> TRY IT
Output range, inclusive: from the line containing "values stay exact" to the line containing "debug!(w, h, angle". Restate those lines from the data below word for word and only those.

── WORKING DATA

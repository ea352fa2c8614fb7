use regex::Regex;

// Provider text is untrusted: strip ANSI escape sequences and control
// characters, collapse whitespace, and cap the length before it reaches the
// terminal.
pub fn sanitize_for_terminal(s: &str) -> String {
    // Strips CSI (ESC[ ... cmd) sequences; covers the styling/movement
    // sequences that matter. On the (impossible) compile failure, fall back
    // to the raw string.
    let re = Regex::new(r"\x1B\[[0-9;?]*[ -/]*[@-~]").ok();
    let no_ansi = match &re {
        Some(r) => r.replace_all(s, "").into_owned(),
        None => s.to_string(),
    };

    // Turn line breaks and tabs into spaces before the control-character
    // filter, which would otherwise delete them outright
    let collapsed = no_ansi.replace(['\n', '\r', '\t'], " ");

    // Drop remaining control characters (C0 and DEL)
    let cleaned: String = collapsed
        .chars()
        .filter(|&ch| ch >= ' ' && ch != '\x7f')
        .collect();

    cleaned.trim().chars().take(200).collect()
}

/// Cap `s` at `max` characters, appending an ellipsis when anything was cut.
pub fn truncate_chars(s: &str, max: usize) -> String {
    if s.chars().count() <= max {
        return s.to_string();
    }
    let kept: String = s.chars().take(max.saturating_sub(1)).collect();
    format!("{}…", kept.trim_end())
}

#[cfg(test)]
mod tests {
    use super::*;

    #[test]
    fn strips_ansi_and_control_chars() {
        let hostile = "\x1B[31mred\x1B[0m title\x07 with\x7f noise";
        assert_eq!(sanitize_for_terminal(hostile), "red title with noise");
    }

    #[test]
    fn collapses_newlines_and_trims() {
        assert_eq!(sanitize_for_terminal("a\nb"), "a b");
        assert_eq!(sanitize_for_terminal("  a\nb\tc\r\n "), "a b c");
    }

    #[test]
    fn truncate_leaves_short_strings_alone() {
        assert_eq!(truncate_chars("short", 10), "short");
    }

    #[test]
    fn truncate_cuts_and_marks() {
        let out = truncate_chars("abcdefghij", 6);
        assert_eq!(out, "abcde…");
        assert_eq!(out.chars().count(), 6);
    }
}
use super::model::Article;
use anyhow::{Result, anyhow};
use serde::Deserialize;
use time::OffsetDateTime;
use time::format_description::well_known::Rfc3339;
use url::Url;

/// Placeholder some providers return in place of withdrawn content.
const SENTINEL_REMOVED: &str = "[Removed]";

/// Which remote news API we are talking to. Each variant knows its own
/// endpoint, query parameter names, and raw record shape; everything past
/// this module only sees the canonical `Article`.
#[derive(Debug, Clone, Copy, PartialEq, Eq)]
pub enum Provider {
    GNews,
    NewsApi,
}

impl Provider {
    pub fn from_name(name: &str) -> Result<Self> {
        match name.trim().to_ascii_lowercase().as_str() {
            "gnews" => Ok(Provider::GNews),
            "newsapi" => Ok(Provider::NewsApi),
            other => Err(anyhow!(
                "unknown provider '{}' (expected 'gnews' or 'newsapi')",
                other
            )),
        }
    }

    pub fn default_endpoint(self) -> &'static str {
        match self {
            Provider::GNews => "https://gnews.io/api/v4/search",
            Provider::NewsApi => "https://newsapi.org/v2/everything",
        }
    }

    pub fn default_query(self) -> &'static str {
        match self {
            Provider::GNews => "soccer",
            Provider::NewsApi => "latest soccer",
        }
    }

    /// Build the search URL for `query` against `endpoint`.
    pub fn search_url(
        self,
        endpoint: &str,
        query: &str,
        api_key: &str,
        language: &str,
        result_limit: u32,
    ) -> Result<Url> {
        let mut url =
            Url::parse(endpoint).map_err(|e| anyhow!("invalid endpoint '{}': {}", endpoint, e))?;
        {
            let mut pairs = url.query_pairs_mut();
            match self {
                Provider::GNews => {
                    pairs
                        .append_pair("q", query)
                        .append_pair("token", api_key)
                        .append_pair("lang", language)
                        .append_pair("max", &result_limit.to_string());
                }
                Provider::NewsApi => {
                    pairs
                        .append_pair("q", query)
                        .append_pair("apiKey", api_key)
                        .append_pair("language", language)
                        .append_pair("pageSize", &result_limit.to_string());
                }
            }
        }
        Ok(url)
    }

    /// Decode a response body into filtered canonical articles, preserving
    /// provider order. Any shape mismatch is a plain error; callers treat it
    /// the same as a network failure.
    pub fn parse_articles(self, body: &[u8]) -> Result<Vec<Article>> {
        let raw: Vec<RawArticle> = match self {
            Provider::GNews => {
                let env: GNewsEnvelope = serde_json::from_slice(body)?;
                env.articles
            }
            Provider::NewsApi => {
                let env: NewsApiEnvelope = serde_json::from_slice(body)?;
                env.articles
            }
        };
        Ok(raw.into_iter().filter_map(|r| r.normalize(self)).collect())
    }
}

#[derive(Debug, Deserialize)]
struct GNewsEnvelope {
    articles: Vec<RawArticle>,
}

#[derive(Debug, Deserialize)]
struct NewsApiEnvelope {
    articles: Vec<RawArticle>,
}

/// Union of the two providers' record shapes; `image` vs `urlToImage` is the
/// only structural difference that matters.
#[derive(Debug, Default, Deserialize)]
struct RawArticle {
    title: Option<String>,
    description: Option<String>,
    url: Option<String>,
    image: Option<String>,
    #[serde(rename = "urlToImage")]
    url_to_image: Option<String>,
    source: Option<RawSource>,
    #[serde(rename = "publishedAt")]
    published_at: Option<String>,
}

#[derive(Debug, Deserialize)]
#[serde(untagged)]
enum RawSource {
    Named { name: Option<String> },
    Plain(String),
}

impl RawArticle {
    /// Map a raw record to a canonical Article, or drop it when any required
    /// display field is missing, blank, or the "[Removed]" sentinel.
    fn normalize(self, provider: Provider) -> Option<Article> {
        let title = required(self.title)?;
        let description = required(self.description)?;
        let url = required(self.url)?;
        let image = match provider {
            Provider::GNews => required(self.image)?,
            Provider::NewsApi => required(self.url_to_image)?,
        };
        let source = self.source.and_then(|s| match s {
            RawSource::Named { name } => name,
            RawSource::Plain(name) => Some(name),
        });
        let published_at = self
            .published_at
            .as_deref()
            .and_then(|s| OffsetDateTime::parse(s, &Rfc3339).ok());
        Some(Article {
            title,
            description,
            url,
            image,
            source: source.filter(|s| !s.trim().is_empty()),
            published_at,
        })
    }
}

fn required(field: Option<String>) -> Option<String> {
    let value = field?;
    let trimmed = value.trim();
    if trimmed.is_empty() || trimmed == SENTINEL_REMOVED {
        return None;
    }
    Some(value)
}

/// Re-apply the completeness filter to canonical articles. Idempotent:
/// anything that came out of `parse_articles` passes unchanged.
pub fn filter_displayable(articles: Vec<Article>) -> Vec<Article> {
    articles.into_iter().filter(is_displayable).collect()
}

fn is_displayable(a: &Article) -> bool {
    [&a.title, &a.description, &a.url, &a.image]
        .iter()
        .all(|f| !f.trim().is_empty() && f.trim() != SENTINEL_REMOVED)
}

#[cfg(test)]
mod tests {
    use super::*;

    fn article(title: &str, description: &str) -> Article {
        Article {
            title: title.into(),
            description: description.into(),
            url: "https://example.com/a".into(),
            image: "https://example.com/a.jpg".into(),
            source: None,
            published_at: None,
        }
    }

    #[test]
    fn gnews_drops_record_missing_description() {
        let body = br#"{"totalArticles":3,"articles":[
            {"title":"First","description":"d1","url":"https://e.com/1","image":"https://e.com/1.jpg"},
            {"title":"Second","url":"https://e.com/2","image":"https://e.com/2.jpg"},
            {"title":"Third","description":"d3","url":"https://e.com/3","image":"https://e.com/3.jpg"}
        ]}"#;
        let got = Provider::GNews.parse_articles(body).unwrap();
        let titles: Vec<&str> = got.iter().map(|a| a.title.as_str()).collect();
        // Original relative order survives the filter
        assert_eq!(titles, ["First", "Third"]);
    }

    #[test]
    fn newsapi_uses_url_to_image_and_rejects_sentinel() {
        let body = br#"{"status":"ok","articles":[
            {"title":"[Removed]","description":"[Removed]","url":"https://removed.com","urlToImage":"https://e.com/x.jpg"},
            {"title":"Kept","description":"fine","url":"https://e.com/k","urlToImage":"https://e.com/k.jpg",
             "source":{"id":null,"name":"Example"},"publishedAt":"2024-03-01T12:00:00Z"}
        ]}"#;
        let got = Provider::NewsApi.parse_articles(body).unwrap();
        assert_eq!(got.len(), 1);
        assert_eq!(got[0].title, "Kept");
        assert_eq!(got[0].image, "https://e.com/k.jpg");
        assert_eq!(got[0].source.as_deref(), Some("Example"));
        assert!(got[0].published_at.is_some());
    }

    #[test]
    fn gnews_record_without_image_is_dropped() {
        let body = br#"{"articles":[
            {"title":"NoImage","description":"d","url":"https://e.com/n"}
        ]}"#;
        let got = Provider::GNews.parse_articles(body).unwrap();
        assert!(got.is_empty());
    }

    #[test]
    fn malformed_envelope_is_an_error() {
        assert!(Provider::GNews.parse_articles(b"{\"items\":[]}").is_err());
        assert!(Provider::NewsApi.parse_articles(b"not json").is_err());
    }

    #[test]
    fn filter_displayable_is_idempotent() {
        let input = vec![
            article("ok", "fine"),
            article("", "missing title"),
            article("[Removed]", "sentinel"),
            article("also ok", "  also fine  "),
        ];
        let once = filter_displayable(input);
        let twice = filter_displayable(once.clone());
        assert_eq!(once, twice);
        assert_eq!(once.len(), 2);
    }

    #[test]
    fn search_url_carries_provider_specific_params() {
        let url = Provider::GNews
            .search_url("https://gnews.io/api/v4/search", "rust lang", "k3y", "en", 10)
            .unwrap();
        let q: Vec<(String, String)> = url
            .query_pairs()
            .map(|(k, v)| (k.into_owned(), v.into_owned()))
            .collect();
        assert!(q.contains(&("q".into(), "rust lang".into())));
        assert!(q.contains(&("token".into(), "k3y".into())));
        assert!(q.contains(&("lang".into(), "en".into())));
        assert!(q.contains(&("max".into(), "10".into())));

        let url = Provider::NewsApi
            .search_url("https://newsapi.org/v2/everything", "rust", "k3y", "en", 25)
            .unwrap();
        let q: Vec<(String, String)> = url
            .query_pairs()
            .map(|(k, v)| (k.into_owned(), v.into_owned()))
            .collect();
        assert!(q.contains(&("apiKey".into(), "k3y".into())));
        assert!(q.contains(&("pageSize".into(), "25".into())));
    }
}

────
── WORKING DATA

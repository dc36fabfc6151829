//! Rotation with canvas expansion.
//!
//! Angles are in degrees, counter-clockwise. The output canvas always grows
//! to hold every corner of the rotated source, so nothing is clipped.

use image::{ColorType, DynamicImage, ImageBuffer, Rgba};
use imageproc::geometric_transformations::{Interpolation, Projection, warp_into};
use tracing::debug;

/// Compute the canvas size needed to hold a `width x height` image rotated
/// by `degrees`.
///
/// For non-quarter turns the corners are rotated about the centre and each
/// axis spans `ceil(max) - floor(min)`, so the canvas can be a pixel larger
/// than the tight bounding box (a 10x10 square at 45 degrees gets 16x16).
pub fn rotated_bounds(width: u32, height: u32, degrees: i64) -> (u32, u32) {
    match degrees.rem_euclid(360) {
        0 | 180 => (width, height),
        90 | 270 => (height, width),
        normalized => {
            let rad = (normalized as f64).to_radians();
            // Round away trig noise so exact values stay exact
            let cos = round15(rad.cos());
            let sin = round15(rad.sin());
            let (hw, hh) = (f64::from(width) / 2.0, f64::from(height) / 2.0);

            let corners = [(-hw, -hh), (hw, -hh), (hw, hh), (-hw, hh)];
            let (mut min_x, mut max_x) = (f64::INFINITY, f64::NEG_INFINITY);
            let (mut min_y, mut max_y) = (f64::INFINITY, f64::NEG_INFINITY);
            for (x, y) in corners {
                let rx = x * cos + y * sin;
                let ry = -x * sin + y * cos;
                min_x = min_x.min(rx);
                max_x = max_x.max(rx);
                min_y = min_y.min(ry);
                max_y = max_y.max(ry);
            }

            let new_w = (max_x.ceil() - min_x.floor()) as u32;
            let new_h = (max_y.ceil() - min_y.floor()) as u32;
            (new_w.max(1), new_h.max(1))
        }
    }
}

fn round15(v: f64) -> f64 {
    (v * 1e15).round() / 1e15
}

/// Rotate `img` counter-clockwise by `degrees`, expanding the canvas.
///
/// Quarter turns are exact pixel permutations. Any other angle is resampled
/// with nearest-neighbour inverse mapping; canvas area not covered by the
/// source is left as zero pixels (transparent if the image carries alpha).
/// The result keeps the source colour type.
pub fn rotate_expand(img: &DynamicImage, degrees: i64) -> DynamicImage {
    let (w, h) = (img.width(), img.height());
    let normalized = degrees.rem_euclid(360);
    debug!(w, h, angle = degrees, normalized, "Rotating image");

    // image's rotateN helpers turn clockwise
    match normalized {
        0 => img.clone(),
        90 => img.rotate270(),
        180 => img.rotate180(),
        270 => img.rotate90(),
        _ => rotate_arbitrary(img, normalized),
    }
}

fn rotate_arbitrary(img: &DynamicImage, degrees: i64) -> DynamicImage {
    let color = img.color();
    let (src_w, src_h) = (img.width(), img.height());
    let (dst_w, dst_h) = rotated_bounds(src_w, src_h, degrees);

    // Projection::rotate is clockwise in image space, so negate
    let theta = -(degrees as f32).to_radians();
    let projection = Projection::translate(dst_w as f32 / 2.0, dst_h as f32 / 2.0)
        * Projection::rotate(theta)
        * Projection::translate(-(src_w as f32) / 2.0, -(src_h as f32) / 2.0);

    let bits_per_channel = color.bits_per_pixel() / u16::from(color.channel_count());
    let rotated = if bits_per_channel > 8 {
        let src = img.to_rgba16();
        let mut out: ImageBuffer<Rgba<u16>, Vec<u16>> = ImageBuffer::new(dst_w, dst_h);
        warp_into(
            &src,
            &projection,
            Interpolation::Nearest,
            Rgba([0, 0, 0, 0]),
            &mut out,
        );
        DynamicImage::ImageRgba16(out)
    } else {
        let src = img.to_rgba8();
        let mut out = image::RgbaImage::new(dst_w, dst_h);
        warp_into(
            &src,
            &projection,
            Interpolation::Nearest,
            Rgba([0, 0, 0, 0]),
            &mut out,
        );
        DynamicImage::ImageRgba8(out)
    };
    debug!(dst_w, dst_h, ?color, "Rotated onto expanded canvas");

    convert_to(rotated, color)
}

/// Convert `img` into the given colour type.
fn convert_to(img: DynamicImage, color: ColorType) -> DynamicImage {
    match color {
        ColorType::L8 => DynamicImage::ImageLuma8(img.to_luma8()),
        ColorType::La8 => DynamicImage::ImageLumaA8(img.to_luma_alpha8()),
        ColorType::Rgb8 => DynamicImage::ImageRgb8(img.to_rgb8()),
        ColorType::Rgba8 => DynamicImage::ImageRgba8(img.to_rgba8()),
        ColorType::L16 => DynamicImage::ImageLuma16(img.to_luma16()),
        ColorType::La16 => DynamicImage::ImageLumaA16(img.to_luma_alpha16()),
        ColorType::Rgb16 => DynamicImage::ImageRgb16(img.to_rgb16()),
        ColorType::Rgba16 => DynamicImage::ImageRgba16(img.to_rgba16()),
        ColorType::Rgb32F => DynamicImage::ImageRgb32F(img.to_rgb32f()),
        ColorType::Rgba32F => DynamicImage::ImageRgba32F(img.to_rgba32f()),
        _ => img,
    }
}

────

> EXPECTED ANSWER
            // Round away trig noise so exact values stay exact
            let cos = round15(rad.cos());
            let sin = round15(rad.sin());
            let (hw, hh) = (f64::from(width) / 2.0, f64::from(height) / 2.0);

            let corners = [(-hw, -hh), (hw, -hh), (hw, hh), (-hw, hh)];
            let (mut min_x, mut max_x) = (f64::INFINITY, f64::NEG_INFINITY);
            let (mut min_y, mut max_y) = (f64::INFINITY, f64::NEG_INFINITY);
            for (x, y) in corners {
                let rx = x * cos + y * sin;
                let ry = -x * sin + y * cos;
                min_x = min_x.min(rx);
                max_x = max_x.max(rx);
                min_y = min_y.min(ry);
                max_y = max_y.max(ry);
            }

            let new_w = (max_x.ceil() - min_x.floor()) as u32;
            let new_h = (max_y.ceil() - min_y.floor()) as u32;
            (new_w.max(1), new_h.max(1))
        }
    }
}

fn round15(v: f64) -> f64 {
    (v * 1e15).round() / 1e15
}

/// Rotate `img` counter-clockwise by `degrees`, expanding the canvas.
///
/// Quarter turns are exact pixel permutations. Any other angle is resampled
/// with nearest-neighbour inverse mapping; canvas area not covered by the
/// source is left as zero pixels (transparent if the image carries alpha).
/// The result keeps the source colour type.
pub fn rotate_expand(img: &DynamicImage, degrees: i64) -> DynamicImage {
    let (w, h) = (img.width(), img.height());
    let normalized = degrees.rem_euclid(360);
    debug!(w, h, angle = degrees, normalized, "Rotating image");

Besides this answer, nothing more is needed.